Тем самым мы согласны с Аристотелем: доброе действие может быть приятным, и чем лучше человек, тем оно ему приятнее. Но мы согласны и с Кантом в том, что одно доброе дело – предание своей воли – непременно связано с неприятным чувством у падших существ. К этому надо прибавить, что это доброе дело включает в себя все добрые дела. Мы поворачиваемся обратно, к раю, развязываем тугой узелок, затянутый Адамом, когда против всех желаний и чувств просто подчинимся Богу. Именно такое действие может быть названо «тестом», то есть испытанием; потому и говорили наши предки, что беды посланы, чтобы нас испытать. Обычно приводят в пример испытание Авраама, когда он должен был принести в жертву Исаака. Я не стану сейчас говорить ни об исторической достоверности, ни о моральной ценности этого события, но попытаюсь ответить на вопрос: «Если Господь вездесущ, Он знал, что сделает Авраам; зачем же Он его мучил?» Как заметил еще Августин[23], Бог знал, но Авраам не знал, что выдержит испытание. А пока он не знал, что́ выберет, нельзя говорить о выборе. Реальность его послушания – само его действие. Бог именно и знал, что Авраам сделает так, а не иначе. Считая, что проверка не нужна, мы, в сущности, объявляем ненужным все, ведомое Богу.
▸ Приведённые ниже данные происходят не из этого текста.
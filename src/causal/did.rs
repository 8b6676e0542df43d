//! Difference-in-differences via OLS.
//!
//! Fits `y = α + β·treat + γ·post + δ·(treat × post) + ε`; δ is the effect.
//! Standard errors assume iid errors and are not clustered by unit, so they
//! understate uncertainty when outcomes are correlated within units.

use crate::causal::panel::{time_points, TimePoint};
use crate::causal::CausalResult;
use crate::data::Dataset;
use crate::error::{ExperimentError, Result};
use crate::model::fit_ols;
use nalgebra::DMatrix;
use serde::{Deserialize, Serialize};
use serde_json::json;
use std::collections::HashSet;
use tracing::debug;

/// Method name reported in results.
pub const DID_METHOD: &str = "Difference-in-Differences (OLS)";

const INTERACTION: &str = "treat_post";

/// Column roles and the post-period boundary for a DiD fit.
#[derive(Debug, Clone, PartialEq, Serialize, Deserialize)]
pub struct DifferenceInDifferences {
    pub unit_col: String,
    pub time_col: String,
    /// 0/1 indicator of the treated group.
    pub treatment_col: String,
    pub outcome_col: String,
    /// First time point of the post period (inclusive).
    pub post_period_start: TimePoint,
}

impl DifferenceInDifferences {
    pub fn new(
        unit_col: &str,
        time_col: &str,
        treatment_col: &str,
        outcome_col: &str,
        post_period_start: impl Into<TimePoint>,
    ) -> Self {
        Self {
            unit_col: unit_col.to_string(),
            time_col: time_col.to_string(),
            treatment_col: treatment_col.to_string(),
            outcome_col: outcome_col.to_string(),
            post_period_start: post_period_start.into(),
        }
    }

    /// Estimate the treated × post interaction.
    ///
    /// Rows with a missing time, treatment or outcome are dropped.
    ///
    /// # Errors
    /// Missing columns, no rows before or after `post_period_start`, or a
    /// singular design (e.g. no treated or no control rows).
    pub fn fit(&self, dataset: &Dataset) -> Result<CausalResult> {
        dataset.require_columns(&[
            self.unit_col.as_str(),
            self.time_col.as_str(),
            self.treatment_col.as_str(),
            self.outcome_col.as_str(),
        ])?;

        let times = time_points(dataset, &self.time_col)?;
        let treat = dataset.numeric(&self.treatment_col)?;
        let outcome = dataset.numeric(&self.outcome_col)?;
        let units = dataset.labels(&self.unit_col)?;

        let mut rows: Vec<[f64; 4]> = Vec::new();
        let mut y = Vec::new();
        let mut unit_set = HashSet::new();
        for i in 0..dataset.n_rows() {
            let (Some(t), Some(d), Some(yi)) = (&times[i], treat[i], outcome[i]) else {
                continue;
            };
            let post = if t.at_or_after(&self.post_period_start)? { 1.0 } else { 0.0 };
            rows.push([1.0, d, post, d * post]);
            y.push(yi);
            if let Some(u) = &units[i] {
                unit_set.insert(u.clone());
            }
        }

        let dropped = dataset.n_rows() - rows.len();
        if dropped > 0 {
            debug!(dropped, "DiD rows with missing values dropped");
        }

        let n_post = rows.iter().filter(|r| r[2] == 1.0).count();
        if n_post == rows.len() {
            return Err(ExperimentError::EmptyData(format!(
                "no pre-period rows before {}",
                self.post_period_start
            )));
        }
        if n_post == 0 {
            return Err(ExperimentError::EmptyData(format!(
                "no post-period rows at or after {}",
                self.post_period_start
            )));
        }

        let x = DMatrix::from_fn(rows.len(), 4, |i, j| rows[i][j]);
        let names = vec![
            "(Intercept)".to_string(),
            "treatment".to_string(),
            "post".to_string(),
            INTERACTION.to_string(),
        ];
        let fit = fit_ols(&x, &y, names)?;

        let coef = |name: &str| fit.coefficient(name).unwrap_or(f64::NAN);
        let effect = coef(INTERACTION);
        let ci = fit.confidence_interval(INTERACTION, 0.95)?;
        let p_value = fit.p_value(INTERACTION)?;
        debug!(effect, r_squared = fit.r_squared, n = y.len(), "DiD fitted");

        let mut result = CausalResult::new(effect, DID_METHOD);
        result.ci_lower = ci.map(|c| c.0);
        result.ci_upper = ci.map(|c| c.1);
        result.p_value = p_value;
        result.details.insert(
            "coefficients".to_string(),
            json!({
                "treatment": coef("treatment"),
                "post": coef("post"),
                "interaction": effect,
                "intercept": coef("(Intercept)"),
            }),
        );
        result
            .details
            .insert("std_error".to_string(), json!(fit.std_error(INTERACTION)));
        result.details.insert("r_squared".to_string(), json!(fit.r_squared));
        result.details.insert("n_obs".to_string(), json!(y.len()));
        result.details.insert("n_units".to_string(), json!(unit_set.len()));
        result
            .details
            .insert("standard_errors".to_string(), json!("iid, not clustered by unit"));
        Ok(result)
    }
}

#[cfg(test)]
mod tests {
    use super::*;
    use approx::assert_relative_eq;

    /// Two units per arm, two periods, exact effect of 3.
    fn exact_panel() -> Dataset {
        let mut unit = Vec::new();
        let mut time = Vec::new();
        let mut treat = Vec::new();
        let mut y = Vec::new();
        for u in 0..4 {
            let d = if u >= 2 { 1.0 } else { 0.0 };
            for t in [2020.0, 2021.0, 2022.0, 2023.0] {
                let post = if t >= 2022.0 { 1.0 } else { 0.0 };
                let noise = if (u + t as usize) % 2 == 0 { 0.1 } else { -0.1 };
                unit.push(format!("u{}", u));
                time.push(t);
                treat.push(d);
                y.push(10.0 + 2.0 * d + 1.0 * post + 3.0 * d * post + noise);
            }
        }
        Dataset::new()
            .with_categorical("unit", unit)
            .unwrap()
            .with_continuous("time", time)
            .unwrap()
            .with_continuous("treat", treat)
            .unwrap()
            .with_continuous("y", y)
            .unwrap()
    }

    #[test]
    fn test_recovers_interaction() {
        let did = DifferenceInDifferences::new("unit", "time", "treat", "y", 2022.0);
        let res = did.fit(&exact_panel()).unwrap();

        assert_eq!(res.method, DID_METHOD);
        assert_relative_eq!(res.effect, 3.0, epsilon = 0.2);
        assert!(res.ci_lower.unwrap() < res.effect && res.effect < res.ci_upper.unwrap());
        assert!(res.p_value.unwrap() < 0.001);
        assert_eq!(res.details["n_units"], json!(4));
        assert_relative_eq!(
            res.details["coefficients"]["treatment"].as_f64().unwrap(),
            2.0,
            epsilon = 0.2
        );
    }

    #[test]
    fn test_no_post_period() {
        let did = DifferenceInDifferences::new("unit", "time", "treat", "y", 2030.0);
        assert!(matches!(did.fit(&exact_panel()), Err(ExperimentError::EmptyData(_))));
    }

    #[test]
    fn test_no_pre_period() {
        let did = DifferenceInDifferences::new("unit", "time", "treat", "y", 1999.0);
        assert!(matches!(did.fit(&exact_panel()), Err(ExperimentError::EmptyData(_))));
    }

    #[test]
    fn test_no_treated_rows_is_singular() {
        let data = exact_panel().filter_eq("unit", "u0").unwrap();
        let did = DifferenceInDifferences::new("unit", "time", "treat", "y", 2022.0);
        assert!(matches!(did.fit(&data), Err(ExperimentError::Numerical(_))));
    }

    #[test]
    fn test_missing_column() {
        let did = DifferenceInDifferences::new("unit", "period", "treat", "y", 2022.0);
        assert!(matches!(did.fit(&exact_panel()), Err(ExperimentError::MissingColumn(_))));
    }
}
Страдание разбивает броню дурной самодостаточности, но высшее испытание учит самодостаточности доброй. Когда нет низших, естественных причин и подмог, мы пользуемся лишь той силой, которую дает нам Господь. Воля становится поистине творческой и поистине нашей, когда она принадлежит Богу, и это – один из многих смыслов парадокса о том, что спасающий душу свою погубит ее. Во всех других случаях волю питают наши желания, которые нам поставляют организм и наследственность. Когда же мы действительно действуем от себя, то есть от Бога в себе, мы – соработники творения, Его живые орудия. Потому такие действия и разрубают нетворческие узы, которыми Адам связал свой нечестивый род. Тем самым, если самоубийство лучше всего выражает самую суть стоицизма, а битва – суть воинственности, высшим выражением христианства остается мученичество. Христос перешел на Голгофе все мыслимые пределы добровольно принятой смерти, ибо у Него не только не было естественных подмог, но и Сам Отец Его оставил, а Он не перестал Его слушаться.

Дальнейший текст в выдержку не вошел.